Task →
The answer is every line of the records that holds the word "timestamp", copied in full.
▼▼▼
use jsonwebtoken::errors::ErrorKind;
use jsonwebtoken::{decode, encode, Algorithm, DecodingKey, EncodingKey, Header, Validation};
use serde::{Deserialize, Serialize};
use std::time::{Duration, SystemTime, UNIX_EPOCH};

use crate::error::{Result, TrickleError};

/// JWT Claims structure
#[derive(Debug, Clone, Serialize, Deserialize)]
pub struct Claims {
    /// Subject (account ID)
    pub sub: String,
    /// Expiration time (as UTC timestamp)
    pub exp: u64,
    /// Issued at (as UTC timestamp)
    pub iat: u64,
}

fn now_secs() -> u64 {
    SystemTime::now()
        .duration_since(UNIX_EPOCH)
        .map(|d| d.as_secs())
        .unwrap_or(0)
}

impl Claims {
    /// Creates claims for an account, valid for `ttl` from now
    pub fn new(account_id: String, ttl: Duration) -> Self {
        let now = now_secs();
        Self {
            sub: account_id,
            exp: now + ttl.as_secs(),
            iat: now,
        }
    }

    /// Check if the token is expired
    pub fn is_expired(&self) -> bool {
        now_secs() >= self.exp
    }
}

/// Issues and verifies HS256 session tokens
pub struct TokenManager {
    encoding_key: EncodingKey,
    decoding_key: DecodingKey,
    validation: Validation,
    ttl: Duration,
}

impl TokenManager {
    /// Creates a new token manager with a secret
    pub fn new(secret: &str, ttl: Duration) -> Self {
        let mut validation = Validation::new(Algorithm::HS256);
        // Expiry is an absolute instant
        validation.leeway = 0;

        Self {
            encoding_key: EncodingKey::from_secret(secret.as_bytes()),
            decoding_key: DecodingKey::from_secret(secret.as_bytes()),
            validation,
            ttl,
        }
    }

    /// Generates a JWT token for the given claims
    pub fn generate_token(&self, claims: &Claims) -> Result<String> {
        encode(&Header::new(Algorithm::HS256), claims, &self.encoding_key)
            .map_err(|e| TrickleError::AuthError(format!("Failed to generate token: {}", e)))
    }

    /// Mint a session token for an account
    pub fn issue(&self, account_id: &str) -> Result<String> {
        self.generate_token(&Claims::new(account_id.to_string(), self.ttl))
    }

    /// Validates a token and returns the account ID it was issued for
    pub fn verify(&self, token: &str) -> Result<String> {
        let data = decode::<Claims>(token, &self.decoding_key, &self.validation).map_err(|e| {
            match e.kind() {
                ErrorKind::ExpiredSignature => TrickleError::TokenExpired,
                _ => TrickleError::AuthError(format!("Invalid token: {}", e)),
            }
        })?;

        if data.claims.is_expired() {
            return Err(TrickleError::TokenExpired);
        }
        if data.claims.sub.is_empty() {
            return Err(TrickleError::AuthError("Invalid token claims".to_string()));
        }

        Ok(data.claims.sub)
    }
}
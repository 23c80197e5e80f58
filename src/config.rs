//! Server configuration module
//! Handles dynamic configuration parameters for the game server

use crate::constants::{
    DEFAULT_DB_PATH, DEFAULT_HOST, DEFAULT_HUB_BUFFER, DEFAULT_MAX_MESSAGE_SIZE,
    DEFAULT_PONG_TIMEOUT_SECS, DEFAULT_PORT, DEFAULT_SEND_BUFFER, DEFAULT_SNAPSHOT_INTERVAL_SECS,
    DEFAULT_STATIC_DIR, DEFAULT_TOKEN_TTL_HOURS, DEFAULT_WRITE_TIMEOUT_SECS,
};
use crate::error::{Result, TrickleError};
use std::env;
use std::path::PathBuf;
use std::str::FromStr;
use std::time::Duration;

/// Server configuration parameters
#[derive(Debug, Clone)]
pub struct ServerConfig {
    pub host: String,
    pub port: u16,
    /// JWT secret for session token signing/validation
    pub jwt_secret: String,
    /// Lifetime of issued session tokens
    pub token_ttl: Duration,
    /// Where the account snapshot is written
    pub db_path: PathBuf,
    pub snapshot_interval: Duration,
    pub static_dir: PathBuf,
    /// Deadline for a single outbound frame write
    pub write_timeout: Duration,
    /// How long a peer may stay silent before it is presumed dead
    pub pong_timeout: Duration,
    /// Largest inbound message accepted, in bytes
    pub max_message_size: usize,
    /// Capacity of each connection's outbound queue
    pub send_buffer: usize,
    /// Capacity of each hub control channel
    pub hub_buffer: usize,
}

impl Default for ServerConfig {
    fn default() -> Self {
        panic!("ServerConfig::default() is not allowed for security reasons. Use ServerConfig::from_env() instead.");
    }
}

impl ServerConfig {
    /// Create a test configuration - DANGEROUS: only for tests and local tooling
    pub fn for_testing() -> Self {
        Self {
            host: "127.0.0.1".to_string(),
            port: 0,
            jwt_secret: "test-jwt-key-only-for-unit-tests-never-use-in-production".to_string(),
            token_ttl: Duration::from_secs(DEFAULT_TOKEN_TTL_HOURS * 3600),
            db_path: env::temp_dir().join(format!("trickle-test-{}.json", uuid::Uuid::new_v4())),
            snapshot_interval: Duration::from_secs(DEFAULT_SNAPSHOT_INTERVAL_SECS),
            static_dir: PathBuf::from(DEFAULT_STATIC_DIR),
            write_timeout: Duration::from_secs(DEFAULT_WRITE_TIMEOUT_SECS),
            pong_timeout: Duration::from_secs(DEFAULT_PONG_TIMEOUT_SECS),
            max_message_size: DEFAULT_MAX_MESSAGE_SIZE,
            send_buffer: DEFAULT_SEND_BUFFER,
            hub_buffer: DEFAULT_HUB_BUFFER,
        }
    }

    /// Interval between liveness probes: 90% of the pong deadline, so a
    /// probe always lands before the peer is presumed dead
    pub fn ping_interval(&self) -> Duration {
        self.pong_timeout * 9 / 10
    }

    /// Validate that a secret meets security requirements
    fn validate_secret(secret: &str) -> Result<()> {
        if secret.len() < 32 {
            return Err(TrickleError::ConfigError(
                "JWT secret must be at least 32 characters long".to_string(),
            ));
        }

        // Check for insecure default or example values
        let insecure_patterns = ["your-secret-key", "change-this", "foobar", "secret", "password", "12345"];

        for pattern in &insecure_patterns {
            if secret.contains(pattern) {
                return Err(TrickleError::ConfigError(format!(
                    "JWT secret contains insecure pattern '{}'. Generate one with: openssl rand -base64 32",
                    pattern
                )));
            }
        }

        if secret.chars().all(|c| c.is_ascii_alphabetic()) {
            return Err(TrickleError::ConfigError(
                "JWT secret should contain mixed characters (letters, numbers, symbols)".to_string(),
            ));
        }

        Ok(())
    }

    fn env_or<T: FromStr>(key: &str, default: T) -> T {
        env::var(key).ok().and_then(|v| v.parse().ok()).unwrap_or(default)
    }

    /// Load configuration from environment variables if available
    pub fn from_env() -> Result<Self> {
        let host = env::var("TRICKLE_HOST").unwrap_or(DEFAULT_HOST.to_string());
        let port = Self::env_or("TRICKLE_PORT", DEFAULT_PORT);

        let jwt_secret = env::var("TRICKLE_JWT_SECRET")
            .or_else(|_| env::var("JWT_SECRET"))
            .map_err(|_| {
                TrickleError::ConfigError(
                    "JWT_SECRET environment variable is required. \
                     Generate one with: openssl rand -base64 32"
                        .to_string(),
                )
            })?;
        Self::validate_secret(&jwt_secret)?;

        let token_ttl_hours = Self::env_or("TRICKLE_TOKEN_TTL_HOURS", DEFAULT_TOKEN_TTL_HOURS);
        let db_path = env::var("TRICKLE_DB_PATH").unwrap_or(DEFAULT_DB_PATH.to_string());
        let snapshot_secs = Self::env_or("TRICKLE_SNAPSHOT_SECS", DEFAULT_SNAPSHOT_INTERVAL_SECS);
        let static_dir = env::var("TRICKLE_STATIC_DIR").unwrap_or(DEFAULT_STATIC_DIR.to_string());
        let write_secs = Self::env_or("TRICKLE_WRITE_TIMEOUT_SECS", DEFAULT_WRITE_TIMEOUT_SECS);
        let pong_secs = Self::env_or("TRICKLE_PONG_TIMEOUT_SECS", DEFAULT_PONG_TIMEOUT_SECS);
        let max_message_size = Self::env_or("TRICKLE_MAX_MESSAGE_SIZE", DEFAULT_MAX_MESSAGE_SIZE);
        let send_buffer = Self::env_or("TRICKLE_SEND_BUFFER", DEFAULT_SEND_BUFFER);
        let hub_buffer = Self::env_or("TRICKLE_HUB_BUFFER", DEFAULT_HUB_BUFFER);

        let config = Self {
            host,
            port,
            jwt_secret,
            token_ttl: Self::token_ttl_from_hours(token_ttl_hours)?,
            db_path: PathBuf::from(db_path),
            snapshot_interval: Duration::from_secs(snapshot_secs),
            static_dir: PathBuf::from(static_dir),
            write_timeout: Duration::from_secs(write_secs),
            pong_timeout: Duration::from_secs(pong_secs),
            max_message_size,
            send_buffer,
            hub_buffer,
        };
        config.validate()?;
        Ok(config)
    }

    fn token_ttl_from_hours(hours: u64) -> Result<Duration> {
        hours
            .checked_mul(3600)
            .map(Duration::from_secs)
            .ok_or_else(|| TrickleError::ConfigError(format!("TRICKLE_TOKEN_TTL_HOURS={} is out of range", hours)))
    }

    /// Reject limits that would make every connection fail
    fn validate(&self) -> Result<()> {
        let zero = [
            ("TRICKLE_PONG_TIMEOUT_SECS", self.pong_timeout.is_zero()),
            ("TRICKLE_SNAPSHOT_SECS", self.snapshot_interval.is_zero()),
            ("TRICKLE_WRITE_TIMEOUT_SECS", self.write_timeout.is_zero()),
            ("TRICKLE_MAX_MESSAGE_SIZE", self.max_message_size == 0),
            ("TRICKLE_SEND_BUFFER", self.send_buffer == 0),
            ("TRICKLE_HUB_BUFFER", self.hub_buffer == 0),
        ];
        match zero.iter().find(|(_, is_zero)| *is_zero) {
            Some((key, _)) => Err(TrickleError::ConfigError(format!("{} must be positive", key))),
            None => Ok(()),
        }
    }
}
▲▲▲
Written response →
    /// Expiration time (as UTC timestamp)
    /// Issued at (as UTC timestamp)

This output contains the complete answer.